The actual high school diploma, then, will replace the meaningless certificate that, heretofore, had been used to label those who failed the test. Now the transcript will serve as the meaningful gate-keeping document to preserve high standards for the privileged and to sever opportunities for the poor, brown, and impaired.

Here is the twisted reasoning of the Utah education officials, intent upon placating critics, avoiding lawsuits, yet keeping the barriers in place:
. . . critics say the high-stakes tests place additional burdens on already-disadvantaged students by barring them from post-high school education and well-paying jobs. That is in part why the Utah Board of Education earlier this month lowered the stakes for passing the UBSCT. The board decided to give real diplomas - not just certificates of completion - to students who fail.

All students who try the tests at least three times and pass required course work will receive diplomas this spring, but the diplomas must state whether students passed the UBSCT. Students who don't bother to take the tests could still be in line for certificates of completion.

Starting with the class of 2007, those who pass course work but fail the UBSCT will get diplomas only if they took advantage of remediation opportunities. The Utah Office of Education is asking the Legislature for money to support the remedial classes, which have no funding.

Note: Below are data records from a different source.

#[cfg(test)]
mod tests {
    use super::*;
    use crate::gateway::{PreviewReceipt, PreviewRequest, TransferReceipt, UnlinkReceipt};
    use crate::gateway::GatewayResult;
    use crate::{AttachmentId, BlobId, SelectedFile};
    use async_trait::async_trait;

    fn lifecycle() -> BlobLifecycle {
        BlobLifecycle::new(true, true, Some(Owner::new("post-1", "Post")))
    }

    fn selected() -> BlobRecord {
        let file = SelectedFile::new("cat.png", "image/png", vec![1u8, 2, 3]);
        BlobRecord::selected(Checksum::from("c1"), &file, 3)
    }

    #[test]
    fn selected_record_requests_a_slot() {
        let effect = lifecycle().advance(&selected(), Inputs::default()).unwrap();
        match effect {
            Effect::RequestSlot(req) => {
                assert_eq!(req.checksum, Checksum::from("c1"));
                assert_eq!(req.name, "cat.png");
                assert_eq!(req.size, 3);
            }
            other => panic!("unexpected effect {:?}", other),
        }
    }

    #[test]
    fn pending_states_never_issue() {
        let lc = lifecycle();
        for state in [
            BlobState::RequestingSlot,
            BlobState::Transferring,
            BlobState::Registering,
            BlobState::Linking,
            BlobState::Unlinking,
        ] {
            let record = selected().with_state(state);
            assert!(lc.advance(&record, Inputs::manual(None)).is_none(), "{}", state);
        }
    }

    #[test]
    fn parked_errors_block_automatic_progress() {
        let lc = lifecycle();
        let mut record = selected();
        record.error_message = Some("boom".into());
        record.retry_count = 2;
        assert!(lc.advance(&record, Inputs::default()).is_none());
        assert!(lc.advance(&record, Inputs::manual(None)).is_some());

        record.retry_count = 0;
        assert!(lc.advance(&record, Inputs::default()).is_none());
        assert!(lc.advance(&record, Inputs::manual(None)).is_some());

        record.error_message = None;
        record.retry_count = 2;
        assert!(lc.advance(&record, Inputs::default()).is_some());
    }

    #[test]
    fn empty_budget_without_error_still_progresses() {
        let mut record = selected();
        record.retry_count = 0;
        assert!(lifecycle().advance(&record, Inputs::default()).is_some());
    }

    #[test]
    fn auto_upload_off_waits_for_manual() {
        let lc = BlobLifecycle::new(false, false, None);
        assert!(lc.advance(&selected(), Inputs::default()).is_none());
        assert!(lc.advance(&selected(), Inputs::manual(None)).is_some());
    }

    #[test]
    fn transfer_needs_the_file_bytes() {
        let lc = lifecycle();
        let mut record = selected().with_state(BlobState::SlotReady);
        record.upload_url = Some("memory://upload/c1".into());

        assert!(lc.advance(&record, Inputs::default()).is_none());

        let bytes = Bytes::from_static(b"abc");
        match lc.advance(&record, Inputs::automatic(Some(&bytes))) {
            Some(Effect::Transfer(req)) => assert_eq!(req.file, bytes),
            other => panic!("unexpected effect {:?}", other),
        }
    }

    #[test]
    fn registered_links_only_with_owner_and_auto_link() {
        let record = BlobRecord::linked(Checksum::from("c1"), BlobId::from("b1"), AttachmentId::from("a1"), 3)
            .with_state(BlobState::Registered);

        assert!(lifecycle().advance(&record, Inputs::default()).is_some());
        assert!(BlobLifecycle::new(true, false, Some(Owner::new("p", "Post")))
            .advance(&record, Inputs::default())
            .is_none());
        assert!(BlobLifecycle::new(true, true, None)
            .advance(&record, Inputs::manual(None))
            .is_none());
        assert!(BlobLifecycle::new(true, false, Some(Owner::new("p", "Post")))
            .advance(&record, Inputs::manual(None))
            .is_some());
    }

    #[test]
    fn unlinked_records_are_discarded() {
        let record = selected().with_state(BlobState::Unlinked);
        assert_eq!(
            lifecycle().advance(&record, Inputs::default()),
            Some(Effect::Discard(Checksum::from("c1")))
        );
    }

    #[test]
    fn failure_parks_at_predecessor_and_spends_a_retry() {
        let snapshot = selected();
        let patch = lifecycle().fold(
            &snapshot,
            Step::RequestSlot,
            Err(StepFailure::for_step(Step::RequestSlot, "quota")),
        );
        assert_eq!(patch.state, Some(BlobState::SelectedForUpload));
        assert_eq!(patch.error_message, Some(Some("quota".to_string())));
        assert_eq!(patch.retry_count, Some(2));

        let mut exhausted = selected();
        exhausted.retry_count = 0;
        let patch = lifecycle().fold(
            &exhausted,
            Step::RequestSlot,
            Err(StepFailure::for_step(Step::RequestSlot, "")),
        );
        assert_eq!(patch.retry_count, Some(0));
        assert_eq!(patch.error_message, Some(Some("Failed to request upload slot".to_string())));
    }

    #[test]
    fn slot_shapes_pick_the_next_state() {
        let lc = lifecycle();
        let snapshot = selected();
        let grant = |upload_url: Option<&str>, blob_id: Option<&str>| SlotGrant {
            checksum: Checksum::from("c1"),
            upload_url: upload_url.map(String::from),
            storage_key: "k1".into(),
            blob_id: blob_id.map(BlobId::from),
            preview_url: None,
            url: None,
        };

        let direct = lc.fold(&snapshot, Step::RequestSlot, Ok(StepSuccess::Slot(grant(Some("u"), None))));
        assert_eq!(direct.state, Some(BlobState::SlotReady));
        assert_eq!(direct.upload_url, Some(Some("u".to_string())));

        let finalized = lc.fold(&snapshot, Step::RequestSlot, Ok(StepSuccess::Slot(grant(None, Some("b1")))));
        assert_eq!(finalized.state, Some(BlobState::Registered));
        assert_eq!(finalized.blob_id, Some(Some(BlobId::from("b1"))));

        let key_only = lc.fold(&snapshot, Step::RequestSlot, Ok(StepSuccess::Slot(grant(None, None))));
        assert_eq!(key_only.state, Some(BlobState::Transferred));
        assert_eq!(key_only.storage_key, Some(Some("k1".to_string())));
    }

    #[test]
    fn registration_falls_back_to_url_for_preview() {
        let patch = lifecycle().fold(
            &selected(),
            Step::Register,
            Ok(StepSuccess::Registered(Registration {
                checksum: Checksum::from("c1"),
                blob_id: BlobId::from("b1"),
                storage_key: "k1".into(),
                url: "https://cdn/k1".into(),
                preview_url: None,
            })),
        );
        assert_eq!(patch.preview_url, Some(Some("https://cdn/k1".to_string())));
    }

    #[test]
    fn removal_routing() {
        let lc = lifecycle();
        let linked = BlobRecord::linked(Checksum::from("c1"), BlobId::from("b1"), AttachmentId::from("a1"), 3);
        assert_eq!(lc.route_removal(&linked), Removal::MarkForUnlink);
        assert_eq!(
            BlobLifecycle::new(true, false, None).route_removal(&linked),
            Removal::Discard
        );
        assert_eq!(lc.route_removal(&selected()), Removal::Discard);
        assert_eq!(
            lc.route_removal(&linked.clone().with_state(BlobState::Unlinking)),
            Removal::AlreadyRemoving
        );

        let mut marked = linked.with_state(BlobState::MarkedForUnlink);
        marked.error_message = Some("Failed to unlink blob".into());
        assert_eq!(lc.route_removal(&marked), Removal::AlreadyRemoving);
        marked.retry_count = 0;
        assert_eq!(lc.route_removal(&marked), Removal::Discard);
    }

    struct Misbehaving;

    #[async_trait]
    impl MutationGateway for Misbehaving {
        async fn request_upload_slot(&self, _: &SlotRequest) -> GatewayResult<SlotGrant> {
            Ok(SlotGrant {
                checksum: Checksum::from("someone-else"),
                upload_url: Some("u".into()),
                storage_key: "k".into(),
                blob_id: None,
                preview_url: None,
                url: None,
            })
        }
        async fn transfer_file(&self, _: &TransferRequest) -> GatewayResult<TransferReceipt> {
            Err(GatewayError::transport(std::io::Error::new(
                std::io::ErrorKind::ConnectionReset,
                "bucket connection reset",
            )))
        }
        async fn register_blob(&self, _: &RegisterRequest) -> GatewayResult<Registration> {
            unimplemented!()
        }
        async fn link_attachment(&self, _: &LinkRequest) -> GatewayResult<LinkReceipt> {
            unimplemented!()
        }
        async fn unlink_attachment(&self, req: &UnlinkRequest) -> GatewayResult<UnlinkReceipt> {
            Err(GatewayError::rejected(&req.checksum, ""))
        }
        async fn fetch_preview_url(&self, _: &PreviewRequest) -> GatewayResult<PreviewReceipt> {
            unimplemented!()
        }
    }

    #[tokio::test]
    async fn mismatched_reply_checksum_is_a_failure() {
        let lc = lifecycle();
        let effect = lc.advance(&selected(), Inputs::default()).unwrap();
        let failure = lc.perform(&Misbehaving, &effect).await.unwrap_err();
        assert_eq!(failure.step(), Step::RequestSlot);
    }

    #[tokio::test]
    async fn transport_errors_become_step_failures() {
        let effect = Effect::Transfer(TransferRequest {
            checksum: Checksum::from("c1"),
            upload_url: "u".into(),
            file: Bytes::from_static(b"x"),
        });
        let failure = lifecycle().perform(&Misbehaving, &effect).await.unwrap_err();
        assert_eq!(failure, StepFailure::TransferFailed("bucket connection reset".into()));
    }

    #[tokio::test]
    async fn blank_unlink_error_gets_generic_message() {
        let effect = Effect::Unlink(UnlinkRequest {
            checksum: Checksum::from("c1"),
            attachment_id: AttachmentId::from("a1"),
        });
        let failure = lifecycle().perform(&Misbehaving, &effect).await.unwrap_err();
        assert_eq!(failure, StepFailure::UnlinkFailed("Failed to unlink blob".into()));
    }
}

Legal advice to the State School Board suggested offering only certificates of completion to students who fail the UBSCT would preclude college entrance and eligibility for college loans and grants from the federal government. Allowing diplomas - even if they state the tests were not passed - is meant to mitigate that problem, said Patti Harrington, Utah state schools superintendent.

Although employers rarely ask to see diplomas, Harrington encourages them to start asking for high school transcripts, which must state UBSCT scores and high school grades, to get a complete picture of a job applicant's high school performance.
What a sweetheart you are, Dr. Harrington--have you been tutored by Sec. Spellings in the new pragmatic and generous modes of discrimination?

2 comments:

  1. Anonymous3:01 PM

    I currently live in utah but am not originally from it. IMO, people in utah are dumber than average, even professionals. The colleges here are terrible. They are not educational institutions, they are businesses ment to push as many people through as possible while making the most money. If that means letting a few retards slide with a college degree, then so be it.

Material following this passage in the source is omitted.